> [Task directions]: Write out the following records exactly, each one in full.

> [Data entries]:
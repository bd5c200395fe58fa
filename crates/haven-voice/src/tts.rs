//! Speech synthesis adapter.

use crate::config::TtsConfig;
use crate::error::VoiceError;
use haven_types::Voice;
use serde::Serialize;
use std::time::Duration;

/// Maximum text input size for synthesis (64 KiB). Prevents resource
/// exhaustion from oversized synthesis requests.
const MAX_TTS_INPUT_BYTES: usize = 64 * 1024;

/// Timeout for one synthesis request.
const TTS_TIMEOUT: Duration = Duration::from_secs(60);

#[derive(Debug, Serialize)]
struct SynthesisRequest<'a> {
    text: &'a str,
    /// Canonical capitalize-first-letter voice name; the provider rejects
    /// lowercase variants.
    voice: &'a str,
}

/// Client for a JSON-in, audio-out synthesis endpoint.
///
/// The provider streams the audio body; the full stream is drained and
/// concatenated before returning, because callers need the complete blob.
#[derive(Debug, Clone)]
pub struct TtsClient {
    config: TtsConfig,
    http: reqwest::Client,
}

impl TtsClient {
    pub fn new(config: TtsConfig) -> Self {
        let http = reqwest::Client::builder()
            .timeout(TTS_TIMEOUT)
            .build()
            .unwrap_or_default();
        Self { config, http }
    }

    /// Renders `text` to audio bytes in the given voice.
    ///
    /// # Errors
    ///
    /// Returns `VoiceError::Synthesis` on oversized input, transport
    /// failure, or a non-success upstream status. The upstream error body
    /// is carried along — parsed as JSON when possible, raw text otherwise.
    pub async fn synthesize(&self, text: &str, voice: Voice) -> Result<Vec<u8>, VoiceError> {
        if text.len() > MAX_TTS_INPUT_BYTES {
            return Err(VoiceError::Synthesis(format!(
                "text exceeds maximum size: {} bytes (limit: {} bytes)",
                text.len(),
                MAX_TTS_INPUT_BYTES
            )));
        }

        let payload = SynthesisRequest {
            text,
            voice: voice.as_str(),
        };

        tracing::debug!(voice = voice.as_str(), text_len = text.len(), "requesting synthesis");

        let mut response = self
            .http
            .post(&self.config.api_url)
            .bearer_auth(&self.config.api_key)
            .json(&payload)
            .send()
            .await
            .map_err(|e| VoiceError::Synthesis(format!("request failed: {e}")))?;

        let status = response.status();
        if !status.is_success() {
            let body = response.text().await.unwrap_or_default();
            let detail = match serde_json::from_str::<serde_json::Value>(&body) {
                Ok(parsed) => parsed.to_string(),
                Err(_) => body,
            };
            return Err(VoiceError::Synthesis(format!(
                "provider returned {status}: {detail}"
            )));
        }

        let mut audio = Vec::new();
        while let Some(chunk) = response
            .chunk()
            .await
            .map_err(|e| VoiceError::Synthesis(format!("stream read failed: {e}")))?
        {
            audio.extend_from_slice(&chunk);
        }

        tracing::debug!(bytes = audio.len(), "synthesis complete");
        Ok(audio)
    }
}

#[cfg(test)]
mod tests {
    use super::*;

    #[tokio::test]
    async fn oversized_text_rejected_locally() {
        let client = TtsClient::new(TtsConfig {
            api_url: "http://192.0.2.1/api/v1/tts".to_string(),
            ..Default::default()
        });

        let oversized = "a".repeat(MAX_TTS_INPUT_BYTES + 1);
        let err = client
            .synthesize(&oversized, Voice::Tayo)
            .await
            .expect_err("must fail");

        match err {
            VoiceError::Synthesis(msg) => assert!(msg.contains("maximum size")),
            other => panic!("expected Synthesis error, got {other:?}"),
        }
    }
}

> [Result]:
repository bd5c200395fe58fa
filename crates/haven-voice/src/tts.rs
//! Speech synthesis adapter.

use crate::config::TtsConfig;
use crate::error::VoiceError;
use haven_types::Voice;
use serde::Serialize;
use std::time::Duration;

/// Maximum text input size for synthesis (64 KiB). Prevents resource
/// exhaustion from oversized synthesis requests.
const MAX_TTS_INPUT_BYTES: usize = 64 * 1024;

/// Timeout for one synthesis request.
const TTS_TIMEOUT: Duration = Duration::from_secs(60);

#[derive(Debug, Serialize)]
struct SynthesisRequest<'a> {
    text: &'a str,
    /// Canonical capitalize-first-letter voice name; the provider rejects
    /// lowercase variants.
    voice: &'a str,
}

/// Client for a JSON-in, audio-out synthesis endpoint.
///
/// The provider streams the audio body; the full stream is drained and
/// concatenated before returning, because callers need the complete blob.
#[derive(Debug, Clone)]
pub struct TtsClient {
    config: TtsConfig,
    http: reqwest::Client,
}

impl TtsClient {
    pub fn new(config: TtsConfig) -> Self {
        let http = reqwest::Client::builder()
            .timeout(TTS_TIMEOUT)
            .build()
            .unwrap_or_default();
        Self { config, http }
    }

    /// Renders `text` to audio bytes in the given voice.
    ///
    /// # Errors
    ///
    /// Returns `VoiceError::Synthesis` on oversized input, transport
    /// failure, or a non-success upstream status. The upstream error body
    /// is carried along — parsed as JSON when possible, raw text otherwise.
    pub async fn synthesize(&self, text: &str, voice: Voice) -> Result<Vec<u8>, VoiceError> {
        if text.len() > MAX_TTS_INPUT_BYTES {
            return Err(VoiceError::Synthesis(format!(
                "text exceeds maximum size: {} bytes (limit: {} bytes)",
                text.len(),
                MAX_TTS_INPUT_BYTES
            )));
        }

        let payload = SynthesisRequest {
            text,
            voice: voice.as_str(),
        };

        tracing::debug!(voice = voice.as_str(), text_len = text.len(), "requesting synthesis");

        let mut response = self
            .http
            .post(&self.config.api_url)
            .bearer_auth(&self.config.api_key)
            .json(&payload)
            .send()
            .await
            .map_err(|e| VoiceError::Synthesis(format!("request failed: {e}")))?;

        let status = response.status();
        if !status.is_success() {
            let body = response.text().await.unwrap_or_default();
            let detail = match serde_json::from_str::<serde_json::Value>(&body) {
                Ok(parsed) => parsed.to_string(),
                Err(_) => body,
            };
            return Err(VoiceError::Synthesis(format!(
                "provider returned {status}: {detail}"
            )));
        }

        let mut audio = Vec::new();
        while let Some(chunk) = response
            .chunk()
            .await
            .map_err(|e| VoiceError::Synthesis(format!("stream read failed: {e}")))?
        {
            audio.extend_from_slice(&chunk);
        }

        tracing::debug!(bytes = audio.len(), "synthesis complete");
        Ok(audio)
    }
}

#[cfg(test)]
mod tests {
    use super::*;

    #[tokio::test]
    async fn oversized_text_rejected_locally() {
        let client = TtsClient::new(TtsConfig {
            api_url: "http://192.0.2.1/api/v1/tts".to_string(),
            ..Default::default()
        });

        let oversized = "a".repeat(MAX_TTS_INPUT_BYTES + 1);
        let err = client
            .synthesize(&oversized, Voice::Tayo)
            .await
            .expect_err("must fail");

        match err {
            VoiceError::Synthesis(msg) => assert!(msg.contains("maximum size")),
            other => panic!("expected Synthesis error, got {other:?}"),
        }
    }
}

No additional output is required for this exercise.